Come Saint-Exupéry svelò l’elefante sotto il cappello, il progetto Murata ingloberà in una nuova pelle il vetusto Palasport di Bellinzona. L’idea è stata presentata oggi di fronte ad un folto pubblico e s’inserirà nel contesto del Comparto Torretta. L’inizio dei lavori è previsto per metà 2028 con completamento a metà 2030. Capitolo costi, Cantone e Città sborseranno milioni di franchi. «Dobbiamo garantire una funzionalità a questi spazi», spiega Il direttore del Dipartimento delle finanze e dell'economia Christian Vitta che aggiunge: «Nel caso concreto vi è una collaborazione con la Città di Bellinzona e questo facilita lo sviluppo di un progetto. Ci siamo dati delle priorità anche sul fronte degli investimenti e questo progetto lo è stata".
La strategia sportiva del Cantone
Innovazione e futuro al centro del discorso. Alla boccata d’aria nuova degli stabili sportivi ticinesi, il Cantone presenterà inoltre nei prossimi mesi una strategia sportiva. «È la prima strategia di questo Cantone», afferma la direttrice del Dipartimento dell'educazione, della cultura e dello sport Marina Carobbio Guscetti. «Due anni fa abbiamo presentato quella che tocca il settore della cultura -continua la consigliera di Stato- e adesso lavoriamo con le Federazioni e le Associazioni sportive per far sì che lo sport sia accessibile a tutta la popolazione. Questa strategia che presenteremo tra qualche mese avrà un ruolo importante per il nostro Cantone.
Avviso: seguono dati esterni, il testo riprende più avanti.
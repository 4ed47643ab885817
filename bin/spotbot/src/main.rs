use std::sync::Arc;

use tracing::{error, info};
use tracing_subscriber::EnvFilter;

use common::{Config, SpotExchange, TradingMode};
use engine::{BinanceClient, CycleRunner};
use strategy::StrategyParams;

#[tokio::main]
async fn main() {
    // ── Logging ──────────────────────────────────────────────────────────────
    tracing_subscriber::fmt()
        .with_env_filter(EnvFilter::from_default_env().add_directive("info".parse().unwrap()))
        .init();

    // ── Config ────────────────────────────────────────────────────────────────
    let cfg = match Config::from_env() {
        Ok(cfg) => cfg,
        Err(e) => {
            error!(error = %e, "configuration error");
            std::process::exit(1);
        }
    };
    info!(mode = %cfg.trading_mode, symbol = %cfg.symbol(), "SpotBot starting");

    // ── Strategy parameters ───────────────────────────────────────────────────
    let params = match StrategyParams::load(&cfg.strategy_config_path) {
        Ok(params) => params,
        Err(e) => {
            error!(error = %e, path = %cfg.strategy_config_path, "strategy config error");
            std::process::exit(1);
        }
    };
    info!(strategy = %params.name, interval = %cfg.candle_interval, "strategy loaded");

    // ── Exchange client (endpoint chosen by TRADING_MODE) ─────────────────────
    match cfg.trading_mode {
        TradingMode::Live => info!("live trading mode, using production endpoints"),
        TradingMode::Sandbox => info!("sandbox mode, using testnet endpoints"),
    }
    let exchange: Arc<dyn SpotExchange> = Arc::new(BinanceClient::new(
        &cfg.api_key,
        &cfg.api_secret,
        cfg.trading_mode,
    ));

    // ── Trading loop ──────────────────────────────────────────────────────────
    CycleRunner::new(exchange, params, &cfg).run().await;
}
use async_trait::async_trait;
use chrono::Utc;
use tokio::sync::RwLock;
use tracing::{debug, info};

use common::{
    Balances, Candle, CandleInterval, Error, OrderReceipt, OrderSide, Result, SpotExchange,
};

/// Simulated exchange for tests and dry runs.
///
/// Fills are simulated at the latest candle close with configurable
/// slippage; balances are adjusted in memory. No real orders are ever
/// sent anywhere.
pub struct PaperExchange {
    balances: RwLock<Balances>,
    candles: RwLock<Vec<Candle>>,
    /// Slippage in basis points applied to all fills.
    slippage_bps: f64,
}

impl PaperExchange {
    pub fn new(quote_free: f64, base_free: f64, slippage_bps: f64) -> Self {
        info!(quote_free, base_free, slippage_bps, "PaperExchange initialized");
        Self {
            balances: RwLock::new(Balances {
                quote_free,
                base_free,
            }),
            candles: RwLock::new(Vec::new()),
            slippage_bps,
        }
    }

    /// Replace the candle history served to callers.
    pub async fn set_candles(&self, candles: Vec<Candle>) {
        *self.candles.write().await = candles;
    }

    pub async fn balances(&self) -> Balances {
        *self.balances.read().await
    }

    async fn mark_price(&self) -> Result<f64> {
        self.candles
            .read()
            .await
            .last()
            .map(|c| c.close)
            .ok_or_else(|| Error::Connectivity("paper exchange has no candle history".into()))
    }

    fn receipt(&self, symbol: &str, side: OrderSide, quantity: f64, fill_price: f64) -> OrderReceipt {
        OrderReceipt {
            order_id: uuid::Uuid::new_v4().to_string(),
            symbol: symbol.to_string(),
            side,
            quantity,
            fill_price: Some(fill_price),
            timestamp: Utc::now(),
        }
    }
}

#[async_trait]
impl SpotExchange for PaperExchange {
    async fn free_balances(&self, _quote_asset: &str, _base_asset: &str) -> Result<Balances> {
        Ok(*self.balances.read().await)
    }

    async fn recent_candles(
        &self,
        _symbol: &str,
        _interval: CandleInterval,
        limit: usize,
    ) -> Result<Vec<Candle>> {
        let candles = self.candles.read().await;
        let start = candles.len().saturating_sub(limit);
        Ok(candles[start..].to_vec())
    }

    async fn last_price(&self, _symbol: &str) -> Result<f64> {
        self.mark_price().await
    }

    async fn market_buy(&self, symbol: &str, quantity: f64) -> Result<OrderReceipt> {
        let mark = self.mark_price().await?;
        // Buys pay more under slippage.
        let fill_price = mark * (1.0 + self.slippage_bps / 10_000.0);
        let cost = quantity * fill_price;

        let mut balances = self.balances.write().await;
        if cost > balances.quote_free {
            return Err(Error::Order(format!(
                "insufficient quote balance: need {cost:.4}, have {:.4}",
                balances.quote_free
            )));
        }
        balances.quote_free -= cost;
        balances.base_free += quantity;

        debug!(%symbol, mark, fill_price, quantity, "paper buy filled");
        Ok(self.receipt(symbol, OrderSide::Buy, quantity, fill_price))
    }

    async fn market_sell(&self, symbol: &str, quantity: f64) -> Result<OrderReceipt> {
        let mark = self.mark_price().await?;
        // Sells receive less under slippage.
        let fill_price = mark * (1.0 - self.slippage_bps / 10_000.0);

        let mut balances = self.balances.write().await;
        if quantity > balances.base_free + 1e-9 {
            return Err(Error::Order(format!(
                "insufficient base balance: need {quantity:.4}, have {:.4}",
                balances.base_free
            )));
        }
        balances.base_free -= quantity;
        balances.quote_free += quantity * fill_price;

        debug!(%symbol, mark, fill_price, quantity, "paper sell filled");
        Ok(self.receipt(symbol, OrderSide::Sell, quantity, fill_price))
    }
}
use serde::{Deserialize, Serialize};

use common::{Error, Result};

/// Inclusive bounds an oscillator value is clamped into before the
/// evaluator sees it. Keeps degenerate extremes (0/100 readings) from
/// driving spurious signals.
#[derive(Debug, Clone, Copy, Serialize, Deserialize)]
pub struct ClampBounds {
    pub lo: f64,
    pub hi: f64,
}

impl ClampBounds {
    pub fn apply(&self, value: f64) -> f64 {
        value.clamp(self.lo, self.hi)
    }
}

#[derive(Debug, Clone, Copy, Serialize, Deserialize)]
pub struct MacdParams {
    pub fast: usize,
    pub slow: usize,
    pub signal: usize,
}

#[derive(Debug, Clone, Copy, Serialize, Deserialize)]
pub struct StochRsiParams {
    pub rsi_period: usize,
    pub stoch_period: usize,
}

/// Buy-side predicate, selected per strategy file.
#[derive(Debug, Clone, Copy, Serialize, Deserialize)]
#[serde(tag = "style", rename_all = "snake_case")]
pub enum EntryRule {
    /// Trend confirmation: MACD above signal and above zero, histogram
    /// above a price-relative floor, oscillators below their ceilings,
    /// volume above its moving average, price above its EMA.
    TrendMomentum {
        stoch_rsi_max: f64,
        rsi_max: f64,
        min_histogram_ratio: f64,
    },
    /// Oversold mean reversion: MACD below zero with depressed RSI and
    /// StochRSI.
    MeanReversion { rsi_max: f64, stoch_rsi_max: f64 },
}

/// Partial-exit predicate. The ideal (full) exit is always
/// `stoch_rsi > ideal_exit_stoch_rsi` and is evaluated first.
#[derive(Debug, Clone, Copy, Serialize, Deserialize)]
#[serde(tag = "style", rename_all = "snake_case")]
pub enum ExitRule {
    /// Any overbought or momentum-loss condition: StochRSI or RSI above
    /// a ceiling, MACD below its signal line, or price below its EMA.
    Overbought { stoch_rsi_above: f64, rsi_above: f64 },
    /// Elevated MACD combined with elevated RSI.
    MomentumFade { macd_above: f64, rsi_above: f64 },
}

/// Parameters of one strategy variant, loaded from a TOML file.
/// Both shipped variants are pure configuration of the same engine.
#[derive(Debug, Clone, Serialize, Deserialize)]
pub struct StrategyParams {
    pub name: String,
    pub rsi_period: usize,
    pub rsi_clamp: ClampBounds,
    pub macd: MacdParams,
    pub stoch_rsi: StochRsiParams,
    /// Fallback when every stochastic point is undefined (flat market).
    #[serde(default = "default_stoch_rsi_fallback")]
    pub stoch_rsi_default: f64,
    #[serde(default = "default_volume_ma_period")]
    pub volume_ma_period: usize,
    #[serde(default = "default_price_ema_period")]
    pub price_ema_period: usize,
    /// StochRSI ceiling above which the full position is liquidated.
    pub ideal_exit_stoch_rsi: f64,
    /// Fraction of the free base balance sold on a partial exit.
    pub partial_exit_fraction: f64,
    pub entry: EntryRule,
    pub exit: ExitRule,
}

fn default_stoch_rsi_fallback() -> f64 {
    50.0
}

fn default_volume_ma_period() -> usize {
    10
}

fn default_price_ema_period() -> usize {
    9
}

impl StrategyParams {
    /// Load from a TOML file. Malformed files are a fatal config error.
    pub fn load(path: &str) -> Result<Self> {
        let content = std::fs::read_to_string(path)
            .map_err(|e| Error::Config(format!("failed to read strategy file '{path}': {e}")))?;
        toml::from_str(&content)
            .map_err(|e| Error::Config(format!("failed to parse strategy file '{path}': {e}")))
    }

    /// 5-minute trend-following variant (volume and EMA filtered).
    pub fn momentum_5m() -> Self {
        Self {
            name: "momentum-5m".to_string(),
            rsi_period: 14,
            rsi_clamp: ClampBounds { lo: 1.0, hi: 99.0 },
            macd: MacdParams {
                fast: 12,
                slow: 26,
                signal: 9,
            },
            stoch_rsi: StochRsiParams {
                rsi_period: 14,
                stoch_period: 14,
            },
            stoch_rsi_default: 50.0,
            volume_ma_period: 10,
            price_ema_period: 9,
            ideal_exit_stoch_rsi: 90.0,
            partial_exit_fraction: 0.30,
            entry: EntryRule::TrendMomentum {
                stoch_rsi_max: 80.0,
                rsi_max: 65.0,
                min_histogram_ratio: 0.0005,
            },
            exit: ExitRule::Overbought {
                stoch_rsi_above: 85.0,
                rsi_above: 70.0,
            },
        }
    }

    /// 1-hour oversold mean-reversion variant.
    pub fn mean_reversion_1h() -> Self {
        Self {
            name: "mean-reversion-1h".to_string(),
            rsi_period: 14,
            rsi_clamp: ClampBounds { lo: 5.0, hi: 95.0 },
            macd: MacdParams {
                fast: 12,
                slow: 26,
                signal: 9,
            },
            stoch_rsi: StochRsiParams {
                rsi_period: 21,
                stoch_period: 14,
            },
            stoch_rsi_default: 50.0,
            volume_ma_period: 10,
            price_ema_period: 9,
            ideal_exit_stoch_rsi: 90.0,
            partial_exit_fraction: 0.33,
            entry: EntryRule::MeanReversion {
                rsi_max: 30.0,
                stoch_rsi_max: 20.0,
            },
            exit: ExitRule::MomentumFade {
                macd_above: 0.5,
                rsi_above: 65.0,
            },
        }
    }

    /// Whether the configured rules read volume data.
    pub fn needs_volume(&self) -> bool {
        matches!(self.entry, EntryRule::TrendMomentum { .. })
    }

    /// Whether the configured rules read the price EMA.
    pub fn needs_price_ema(&self) -> bool {
        matches!(self.entry, EntryRule::TrendMomentum { .. })
            || matches!(self.exit, ExitRule::Overbought { .. })
    }
}

#[cfg(test)]
mod tests {
    use super::*;

    #[test]
    fn momentum_toml_parses_to_the_preset() {
        let toml_src = r#"
            name = "momentum-5m"
            rsi_period = 14
            ideal_exit_stoch_rsi = 90.0
            partial_exit_fraction = 0.30

            [rsi_clamp]
            lo = 1.0
            hi = 99.0

            [macd]
            fast = 12
            slow = 26
            signal = 9

            [stoch_rsi]
            rsi_period = 14
            stoch_period = 14

            [entry]
            style = "trend_momentum"
            stoch_rsi_max = 80.0
            rsi_max = 65.0
            min_histogram_ratio = 0.0005

            [exit]
            style = "overbought"
            stoch_rsi_above = 85.0
            rsi_above = 70.0
        "#;
        let parsed: StrategyParams = toml::from_str(toml_src).unwrap();
        let preset = StrategyParams::momentum_5m();

        assert_eq!(parsed.name, preset.name);
        assert_eq!(parsed.rsi_period, preset.rsi_period);
        assert_eq!(parsed.volume_ma_period, 10); // serde default
        assert_eq!(parsed.price_ema_period, 9); // serde default
        assert!((parsed.stoch_rsi_default - 50.0).abs() < f64::EPSILON);
        assert!(matches!(parsed.entry, EntryRule::TrendMomentum { .. }));
        assert!(matches!(parsed.exit, ExitRule::Overbought { .. }));
    }

    #[test]
    fn variant_flags_follow_rule_styles() {
        let a = StrategyParams::momentum_5m();
        assert!(a.needs_volume());
        assert!(a.needs_price_ema());

        let b = StrategyParams::mean_reversion_1h();
        assert!(!b.needs_volume());
        assert!(!b.needs_price_ema());
    }

    #[test]
    fn clamp_bounds_are_inclusive() {
        let clamp = ClampBounds { lo: 1.0, hi: 99.0 };
        assert!((clamp.apply(120.0) - 99.0).abs() < f64::EPSILON);
        assert!((clamp.apply(-3.0) - 1.0).abs() < f64::EPSILON);
        assert!((clamp.apply(42.0) - 42.0).abs() < f64::EPSILON);
    }

    #[test]
    fn missing_file_is_a_config_error() {
        let err = StrategyParams::load("/nonexistent/strategy.toml").unwrap_err();
        assert!(matches!(err, Error::Config(_)));
    }
}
4 tribune per 1500 spettatori
Murata è solo uno dei pezzi del puzzle del quartiere dall’alta valenza sportiva, informativa e scolastica. Il carattere monumentale richiamato dal rosso s’addolcirà man mano che si avvicinerà. Il palazzetto potrà ospitare 1500 spettatori distribuiti in 4 tribune attorno ad una tripla palestra adibita a eventi sportivi o scolastici. Il riuso dei materiali e di parti dello stabile fa leva su concetti come sostenibilità ed economia circolare.